Weiner withers, Spitzer sputters in New York primaries
Spitzer, whose political ascent came to a halt five years ago in a prostitution scandal, loses race for Democratic nomination for NYC comptroller.
Former New York governor Eliot Spitzer, whose political ascent came to a halt five years ago in a prostitution scandal, lost his bid for a political comeback on Tuesday to Manhattan Borough President Scott Stringer in the race for the Democratic nomination for New York City comptroller, a post akin to the city's chief financial officer.
Former Congressman Anthony Weiner, another candidate plagued by scandal in New York's political arena, was leading the Democratic primary race for mayor until news that his penchant for texting women lewd pictures of himself resurfaced. Partial results on Tuesday showed him finishing last.
In a speech that lasted less than two minutes, victor Stringer said he would find different ways to serve the public. "For me, politics was never a profession, it was a cause," he said at his campaign party as about 150 supporters cheered.
Spitzer, 54, first won the limelight for taking on big Wall Street banks as state attorney general.
Just over a year after being sworn in as governor, Spitzer was caught on a wiretap talking to an escort service to arrange a date with a prostitute. He resigned almost immediately but was never charged with a crime. He was nicknamed by tabloids the "Love Guv," which eclipsed his prior reputation as the "Sheriff of Wall Street."
"I'm hurt. I think he's a good man regardless of what happened in his past," said supporter Kimberlyn Crawford as she left the campaign party. "I believed in him because of what he tried to do on Wall Street," she added. "He was trying to help the little people. He would have been a great voice for us."

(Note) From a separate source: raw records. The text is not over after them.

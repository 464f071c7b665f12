//! Lock-free engine state shared across the three loops
//!
//! The playback loop is the sole writer of the sample counter and the
//! phase; every other thread (recording, analysis, UI) reads them with
//! plain atomic loads. There is no compare-and-swap anywhere: single
//! writer per field, so store/load is all that is needed.

use std::sync::atomic::{AtomicBool, AtomicI64, AtomicU8, AtomicUsize, Ordering};

use crate::types::SolfegePhase;

/// Shared atomic state for one engine instance
#[derive(Debug)]
pub struct EngineAtomics {
    /// Authoritative sample counter (negative during countdown)
    sample_position: AtomicI64,
    /// Current `SolfegePhase`, encoded via `as_u8`
    phase: AtomicU8,
    /// Cooperative cancellation flag for all loops
    running: AtomicBool,
    /// Index of the most recently triggered expected note
    current_note: AtomicUsize,
}

impl EngineAtomics {
    pub fn new() -> Self {
        Self {
            sample_position: AtomicI64::new(0),
            phase: AtomicU8::new(SolfegePhase::Idle.as_u8()),
            running: AtomicBool::new(false),
            current_note: AtomicUsize::new(0),
        }
    }

    #[inline]
    pub fn position(&self) -> i64 {
        self.sample_position.load(Ordering::Relaxed)
    }

    #[inline]
    pub fn store_position(&self, position: i64) {
        self.sample_position.store(position, Ordering::Relaxed);
    }

    #[inline]
    pub fn phase(&self) -> SolfegePhase {
        SolfegePhase::from_u8(self.phase.load(Ordering::Relaxed))
    }

    #[inline]
    pub fn set_phase(&self, phase: SolfegePhase) {
        self.phase.store(phase.as_u8(), Ordering::Relaxed);
    }

    #[inline]
    pub fn running(&self) -> bool {
        self.running.load(Ordering::Relaxed)
    }

    #[inline]
    pub fn set_running(&self, running: bool) {
        self.running.store(running, Ordering::Relaxed);
    }

    #[inline]
    pub fn current_note(&self) -> usize {
        self.current_note.load(Ordering::Relaxed)
    }

    #[inline]
    pub fn set_current_note(&self, index: usize) {
        self.current_note.store(index, Ordering::Relaxed);
    }
}

impl Default for EngineAtomics {
    fn default() -> Self {
        Self::new()
    }
}
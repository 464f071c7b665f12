//! Audio device and stream error types

use thiserror::Error;

/// Errors that can occur during audio operations
#[derive(Error, Debug)]
pub enum AudioError {
    /// No input device available for capture
    #[error("No audio input device found")]
    NoInputDevice,

    /// No output device available for playback
    #[error("No audio output device found")]
    NoOutputDevice,

    /// Microphone access denied or unavailable
    #[error("Microphone permission denied")]
    PermissionDenied,

    /// Failed to get device configuration
    #[error("Failed to get device config: {0}")]
    ConfigError(String),

    /// Failed to build audio stream
    #[error("Failed to build audio stream: {0}")]
    StreamBuildError(String),

    /// Failed to start/play stream
    #[error("Failed to start audio stream: {0}")]
    StreamPlayError(String),

    /// Unsupported sample format
    #[error("Unsupported sample format: {0}")]
    UnsupportedFormat(String),
}

/// Result type for audio operations
pub type AudioResult<T> = Result<T, AudioError>;
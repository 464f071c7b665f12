//! cpal implementations of the audio boundary
//!
//! Output: a stream whose callback owns the `Synth`, fed by the lock-free
//! command queue. `SynthHandle` is the thread-safe `NotePlayer` half;
//! `PlayerHandle` is the keepalive that pins the stream to its opening
//! thread.
//!
//! Input: the capture callback downmixes to mono and forwards blocks
//! through a bounded channel; `ChannelCaptureSource` turns that into the
//! blocking reads the recording loop wants. When the channel backs up the
//! callback drops the block rather than stall the device.

use std::sync::{Arc, Mutex};
use std::time::Duration;

use cpal::traits::{DeviceTrait, HostTrait, StreamTrait};
use cpal::{SampleFormat, Stream};
use crossbeam::channel::{bounded, Receiver};
use log::{info, warn};

use super::error::{AudioError, AudioResult};
use super::synth::{synth_channel, Synth, SynthCommand};
use super::{CaptureHandle, CaptureOpener, CaptureSource, NotePlayer, OpenedCapture};

/// Capture blocks buffered between the input callback and the reader
const CAPTURE_CHANNEL_BLOCKS: usize = 32;

const READ_TIMEOUT: Duration = Duration::from_millis(100);

/// Thread-safe `NotePlayer` writing into the output callback's queue
pub struct SynthHandle {
    producer: Mutex<rtrb::Producer<SynthCommand>>,
}

impl SynthHandle {
    fn send(&self, command: SynthCommand) {
        let mut producer = match self.producer.lock() {
            Ok(guard) => guard,
            Err(poisoned) => poisoned.into_inner(),
        };
        if producer.push(command).is_err() {
            warn!("synth command queue full, dropping {:?}", command);
        }
    }
}

impl NotePlayer for SynthHandle {
    fn play_midi_note(&self, midi_note: i32, duration_ms: u32) {
        self.send(SynthCommand::Note { midi_note, duration_ms });
    }

    fn play_metronome_click(&self, accented: bool) {
        self.send(SynthCommand::Click { accented });
    }
}

/// Keeps the output stream alive; drop to stop playback
///
/// Not `Send`; stays on the thread that called `start_note_player`.
pub struct PlayerHandle {
    _stream: Stream,
    sample_rate: u32,
}

impl PlayerHandle {
    pub fn sample_rate(&self) -> u32 {
        self.sample_rate
    }
}

/// Open the default output device and start the synth stream
pub fn start_note_player() -> AudioResult<(PlayerHandle, Arc<SynthHandle>)> {
    let host = cpal::default_host();
    let device = host.default_output_device().ok_or(AudioError::NoOutputDevice)?;
    let device_name = device.name().unwrap_or_else(|_| "Unknown".to_string());

    let supported = device
        .default_output_config()
        .map_err(|e| AudioError::ConfigError(e.to_string()))?;
    if supported.sample_format() != SampleFormat::F32 {
        return Err(AudioError::UnsupportedFormat(supported.sample_format().to_string()));
    }
    let channels = supported.channels() as usize;
    let sample_rate = supported.sample_rate().0;
    let config = supported.config();

    info!("Output device: {} ({} ch, {}Hz)", device_name, channels, sample_rate);

    let (command_tx, command_rx) = synth_channel();
    let mut synth = Synth::new(sample_rate, command_rx);
    let mut mono: Vec<f32> = Vec::new();

    let stream = device
        .build_output_stream(
            &config,
            move |data: &mut [f32], _| {
                let frames = data.len() / channels;
                mono.resize(frames, 0.0);
                synth.render(&mut mono);
                for (frame, &sample) in data.chunks_mut(channels).zip(&mono) {
                    frame.fill(sample);
                }
            },
            |err| warn!("output stream error: {}", err),
            None,
        )
        .map_err(|e| AudioError::StreamBuildError(e.to_string()))?;
    stream
        .play()
        .map_err(|e| AudioError::StreamPlayError(e.to_string()))?;

    let handle = PlayerHandle { _stream: stream, sample_rate };
    let player = Arc::new(SynthHandle { producer: Mutex::new(command_tx) });
    Ok((handle, player))
}

/// Blocking-read adapter over the capture callback's channel
pub struct ChannelCaptureSource {
    receiver: Receiver<Vec<f32>>,
    pending: Vec<f32>,
    offset: usize,
    sample_rate: u32,
}

impl ChannelCaptureSource {
    pub fn new(receiver: Receiver<Vec<f32>>, sample_rate: u32) -> Self {
        Self {
            receiver,
            pending: Vec::new(),
            offset: 0,
            sample_rate,
        }
    }
}

impl CaptureSource for ChannelCaptureSource {
    fn read(&mut self, buf: &mut [f32]) -> usize {
        let mut written = 0;
        while written < buf.len() {
            if self.offset < self.pending.len() {
                let n = (self.pending.len() - self.offset).min(buf.len() - written);
                buf[written..written + n]
                    .copy_from_slice(&self.pending[self.offset..self.offset + n]);
                self.offset += n;
                written += n;
                continue;
            }
            match self.receiver.recv_timeout(READ_TIMEOUT) {
                Ok(block) => {
                    self.pending = block;
                    self.offset = 0;
                }
                Err(_) => break,
            }
        }
        written
    }

    fn sample_rate(&self) -> u32 {
        self.sample_rate
    }
}

/// Opens the default input device
pub struct CpalCaptureOpener;

impl CaptureOpener for CpalCaptureOpener {
    fn permission_granted(&self) -> bool {
        cpal::default_host().default_input_device().is_some()
    }

    fn open(&self) -> AudioResult<OpenedCapture> {
        let host = cpal::default_host();
        let device = host.default_input_device().ok_or(AudioError::NoInputDevice)?;
        let device_name = device.name().unwrap_or_else(|_| "Unknown".to_string());

        let supported = device
            .default_input_config()
            .map_err(|e| AudioError::ConfigError(e.to_string()))?;
        if supported.sample_format() != SampleFormat::F32 {
            return Err(AudioError::UnsupportedFormat(supported.sample_format().to_string()));
        }
        let channels = supported.channels() as usize;
        let sample_rate = supported.sample_rate().0;
        let config = supported.config();

        info!("Input device: {} ({} ch, {}Hz)", device_name, channels, sample_rate);

        let (tx, rx) = bounded::<Vec<f32>>(CAPTURE_CHANNEL_BLOCKS);
        let stream = device
            .build_input_stream(
                &config,
                move |data: &[f32], _| {
                    let mono: Vec<f32> = data
                        .chunks(channels)
                        .map(|frame| frame.iter().sum::<f32>() / channels as f32)
                        .collect();
                    // Reader stalled; losing a block beats stalling the device
                    let _ = tx.try_send(mono);
                },
                |err| warn!("input stream error: {}", err),
                None,
            )
            .map_err(|e| AudioError::StreamBuildError(e.to_string()))?;
        stream
            .play()
            .map_err(|e| AudioError::StreamPlayError(e.to_string()))?;

        Ok(OpenedCapture {
            source: Box::new(ChannelCaptureSource::new(rx, sample_rate)),
            handle: CaptureHandle::new(Box::new(stream)),
        })
    }
}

Stringer, 53, is a veteran of city and state Democratic politics. He will square off against John Burnett, who was unopposed as the Republican candidate, in the Nov. 5 general election. A Republican has not won the position in over six decades. The comptroller manages the city's $140 billion public pension funds, audits a myriad of agencies and is a watchdog for the city's $70 billion budget - which is likely to have a more than $2 billion deficit in fiscal 2015.